Daniel M. Fidell - U.S. Capital Advisors LLC, Research Division
Just a couple of questions, also my questions have mostly been asked and answered. But maybe if you could just talk a little bit about where you are in terms of staffing for your longer-term plan with the merger put together and what your need assessments are going forward.
It's assuming that you're perhaps running a little bit ahead of schedule in terms of just early on where the staffing count is?
Jeffrey R. Kotkin
Yes, I think at the merger close, we had approximately 9,000 employees, so I think we're down to about 8,700 today, so it might about that 3%, 4% reduction in staffing. What we've been able to do is really optimize attrition.
This year alone, we've had about 350 employees leave the company. Vast majority of them, retirements.
We've obviously had some replacements, we've hired about 200 to replace them as necessary in key operational roles, primarily. So what we're finding is that we're able to become efficient, reduce our cost going forward by really optimizing attrition opportunities across the organization.
Daniel M. Fidell - U.S. Capital Advisors LLC, Research Division
Okay, great.
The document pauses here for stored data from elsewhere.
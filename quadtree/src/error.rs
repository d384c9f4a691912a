use thiserror::Error;

#[derive(Error, Debug, Clone, Copy, PartialEq)]
pub enum QuadtreeError {
    #[error("position ({x}, {y}) lies outside the tree bounds")]
    OutOfBounds { x: f32, y: f32 },

    #[error("invalid bounds: half extents must be finite and non-negative, got {half_width}x{half_height}")]
    InvalidBounds { half_width: f32, half_height: f32 },

    #[error("invalid config: node_capacity must be at least 1, got {node_capacity}")]
    InvalidConfig { node_capacity: usize },
}

pub type QuadtreeResult<T> = Result<T, QuadtreeError>;
mod collision_detection;
pub mod error;
pub mod quadtree;
pub mod sequence;
pub mod set;

pub use common::shapes;
pub use common::Vec2;
pub use error::{QuadtreeError, QuadtreeResult};
pub use quadtree::{AddOutcome, Config, NodeInfo, PositionKey, QuadTree, QueryIter, UnitKey};
pub use set::QuadTreeSet;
Maybe just a follow-up question on the gas conversion side.
You mentioned significant upside from that not included in the plan. The uptakes really do look very good for that.
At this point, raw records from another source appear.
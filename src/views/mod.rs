//! # Per-Tab Views
//!
//! Prepares the cleaned, filtered tables each report section consumes:
//! sourcing-channel aggregation, the action-plan gauge row, YTD metric
//! rows and monthly period ordering. No rendering happens here; the
//! presentation layer receives plain data. A missing column fails only its
//! own section, never the whole render.
pub mod plan;
pub mod sourcing;
pub mod ytd;

use crate::clean::columns::ColumnRole;
use crate::dataset::table::DataTable;
use std::cmp::Ordering;
use thiserror::Error;

/// Section-local errors: each consuming section checks its own columns and
/// shows an informational placeholder on failure.
#[derive(Error, Debug)]
pub enum ViewError {
    #[error("Table '{table}' has no '{column}' column")]
    MissingColumn { table: String, column: String },
}

/// Looks up a required column, naming the section's missing piece on
/// failure.
pub(crate) fn require_column(table: &DataTable, needle: &str) -> Result<usize, ViewError> {
    table.find_column(needle).ok_or_else(|| ViewError::MissingColumn {
        table: table.name.clone(),
        column: needle.to_owned(),
    })
}

/// Display-only values typed in by the operator, never derived from the
/// source file.
#[derive(Copy, Clone, Debug, PartialEq)]
pub struct ManualMetrics {
    /// Contractors currently in post
    pub headcount: i64,
    /// Contractor satisfaction score
    pub satisfaction: f64,
}

impl Default for ManualMetrics {
    fn default() -> Self {
        ManualMetrics {
            headcount: 133,
            satisfaction: 9.1,
        }
    }
}

/// Copies a monthly table sorted by (year, month) for time-series sections.
/// Tables lacking either column keep their original order for the missing
/// key.
pub fn sort_by_period(table: &DataTable) -> DataTable {
    let year = table.year_column();
    let month = table.column_by_role(ColumnRole::Month);
    let mut sorted = table.clone();
    sorted.rows.sort_by(|left, right| {
        let by_year = match year {
            Some(index) => left[index].order(&right[index]),
            None => Ordering::Equal,
        };
        by_year.then_with(|| match month {
            Some(index) => left[index].order(&right[index]),
            None => Ordering::Equal,
        })
    });
    sorted
}

/// `Mois/Année` labels for a monthly table, in row order. `None` when the
/// table has no month or no year column.
pub fn period_labels(table: &DataTable) -> Option<Vec<String>> {
    let month = table.column_by_role(ColumnRole::Month)?;
    let year = table.year_column()?;
    Some(
        table
            .rows
            .iter()
            .map(|row| format!("{}/{}", row[month], row[year]))
            .collect(),
    )
}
At what point would it make sense to start adding that to guidance, you think?
James J. Judge
Well, I think the ramp up, you can think of it as approximately $5 million of incremental earnings, out around 2016, 2017. So, thus far, we've only given guidance to 2015.
So -- but that gives you a frame of reference that it's -- the run rate will be about $5 million a year.
Daniel M. Fidell - U.S. Capital Advisors LLC, Research Division
Appreciate it. And then just the last question, what's your understanding on the FERC ROE as we start to get closer to an ALJ recommendation here that -- which has to be delivered by early September here, will not include the bond yield mark up, but you do expect or will include that piece of it as they make their final decision, mid 2014, is that correct?
Leon J. Olivier
Yes, based upon the precedent, that's what forecast, as done, and as I mentioned, the bond yields have moved significantly since the testimony by all the witnesses, which was filed in early May.
Jeffrey R. Kotkin
Our next question is from Paul Patterson from Glenrock.
Paul Patterson - Glenrock Associates LLC
Just really quickly, the sales growth, I'm sorry if I missed this, the electric sales growth, weather-adjusted, what was that? I didn't get that -- for the first quarter?
James J. Judge
For the second quarter. The sales growth for the quarter, was 0.6%, and weather-adjusted, it was about 0.8%.
So it wasn't a huge sort of need for adjustment in weather.
Paul Patterson - Glenrock Associates LLC
Okay. And then also [indiscernible], that editorial about that specific piece of land and everything, we've -- you know what I'm talking up, with research in Northern Pass, does this alternative proposal that you have, do you think that deals with that and that specific sort of crucial area.
Leon J. Olivier
Yes, Paul, this is Lee. Yes it does, actually.
The original proposal we had was essentially going under about 100 feet or so, 115 feet of that land underground. So you -- visibly, you would see nothing on the land that is in conservation.
But this new route doesn't go near there, it goes underground. It goes away from it.
So this resolves their issue that they had in the editorial.
Jeffrey R. Kotkin
We have no other questions, so we want to thank you all very much for joining us this morning. If there's any follow-up questions, please call John Moreira or me today.
And have a great summer. Thank you.
James J. Judge
Thank you.
Operator
Thank you. And thank you, ladies and gentlemen, this includes this conference.
Thank you for participating You may now disconnect.